The researchers examined the effect of polypectomy on the long-term prevalence of colorectal adenomas, and reported their findings in the June issue of the American Journal of Gastroenterology.
In 1983, a total of 799 men and women, aged 50-59 years, were drawn from the general population register. Of these, 400 were assigned to a screening group and 399 to a matched control group.
Those in the screening group were invited to undergo a once-only flexible sigmoidoscopy.
Persons with polyps had a baseline colonoscopy with follow-ups in 1985 and 1989.
In 1996, both members of the screening group and the controls were invited to a colonoscopic examination. A total of 451 (71%) individuals attended this.
Screening group 37%
|American Journal of Gastroenterology|
Adenomas were found in 78 (37%) individuals in the screening group and 103 (43%) in the control group (relative risk, 0.9).

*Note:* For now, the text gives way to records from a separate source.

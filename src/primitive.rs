use super::config::Line;
use super::wire::Wire;
use embedded_hal::delay::DelayNs;

/// Bus transitions built from wire calls.
///
/// Lines are pulled low by switching them to output (their latches are set low
/// once by [`Signals::init`]) and released by switching them to input. The
/// rising edge of SCL is the instant data is sampled. Apart from `init`,
/// `idle` and `stop`, every transition leaves SCL driven low so transitions
/// can be chained without tracking wire state.
pub(crate) struct Signals<'a, W, D> {
    pub(crate) wire: &'a mut W,
    pub(crate) delay: &'a mut D,
    pub(crate) scl: Line,
    pub(crate) sda: Line,
    pub(crate) settle_ns: u32,
}

impl<'a, W, D> Signals<'a, W, D>
where
    W: Wire,
    D: DelayNs,
{
    /// Both lines released, output latches low.
    pub(crate) fn init(&mut self) {
        trace!("i2c: init");
        self.wire.set_input(self.sda);
        self.wire.write_low(self.sda);
        self.wire.set_input(self.scl);
        self.wire.write_low(self.scl);
    }

    pub(crate) fn idle(&mut self) {
        trace!("i2c: idle");
        self.none();
    }

    /// SDA falls while SCL is high.
    /// Expects both lines floating, leaves both driven low.
    pub(crate) fn start(&mut self) {
        trace!("i2c: start");
        self.sda_only();
        self.settle();
        self.both();
        self.settle();
    }

    /// Releases both lines from the middle of a transfer, then starts again.
    /// Expects SCL low and SDA released by the peer.
    pub(crate) fn restart(&mut self) {
        trace!("i2c: restart");
        self.none();
        self.settle();
        self.start();
    }

    /// SDA rises while SCL is high.
    /// Expects SCL driven low, leaves both floating.
    pub(crate) fn stop(&mut self) {
        trace!("i2c: stop");
        self.sda_only();
        self.settle();
        self.none();
        self.settle();
    }

    /// Expects SCL driven low, leaves SCL driven low.
    pub(crate) fn write_bit(&mut self, bit: bool) {
        if bit {
            trace!("i2c: write1");
            self.scl_only();
            self.settle();
            // rising edge of SCL captures SDA
            self.none();
            self.settle();
            self.scl_only();
            self.settle();
        } else {
            trace!("i2c: write0");
            self.both();
            self.settle();
            self.sda_only();
            self.settle();
            self.both();
            self.settle();
        }
    }

    /// Releases SDA so the peer can drive it, samples it with SCL high.
    /// Expects SCL driven low, leaves SCL driven low.
    pub(crate) fn read_bit(&mut self) -> bool {
        self.scl_only();
        self.settle();
        self.none();
        self.settle();
        let bit = self.wire.read_level(self.sda);
        self.scl_only();
        self.settle();
        trace!("i2c: read {}", bit);
        bit
    }

    fn settle(&mut self) {
        self.delay.delay_ns(self.settle_ns);
    }

    // Drive patterns, SDA is always switched before SCL.

    fn none(&mut self) {
        self.wire.set_input(self.sda);
        self.wire.set_input(self.scl);
    }

    fn sda_only(&mut self) {
        self.wire.set_output(self.sda);
        self.wire.set_input(self.scl);
    }

    fn scl_only(&mut self) {
        self.wire.set_input(self.sda);
        self.wire.set_output(self.scl);
    }

    fn both(&mut self) {
        self.wire.set_output(self.sda);
        self.wire.set_output(self.scl);
    }
}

The occurrence of high-risk adenomas was also assessed. These were defined as adenomas greater than or equal to 10 mm, with severe dysplasia and villous components. 16 (8%) subjects in the screening group and 32 (13%) in the control group were found to have these (relative risk, 0.6).
Researcher E. Thiis-Evensen, of the Telemark Central Hospital, Skien, said on behalf of the group, "There was no significant difference in adenoma prevalence between the group after the screening program, and the controls after the usual care."
"There was a trend toward more high-risk adenomas in the control group. This suggests a very limited effect of one-time screening sigmoidoscopy, with surveillance colonoscopy, on the prevalence of adenomas.
"However, this screening has a preventive effect on the development of high-risk adenomas consistent with the reported effect on cancer prevention," it was concluded.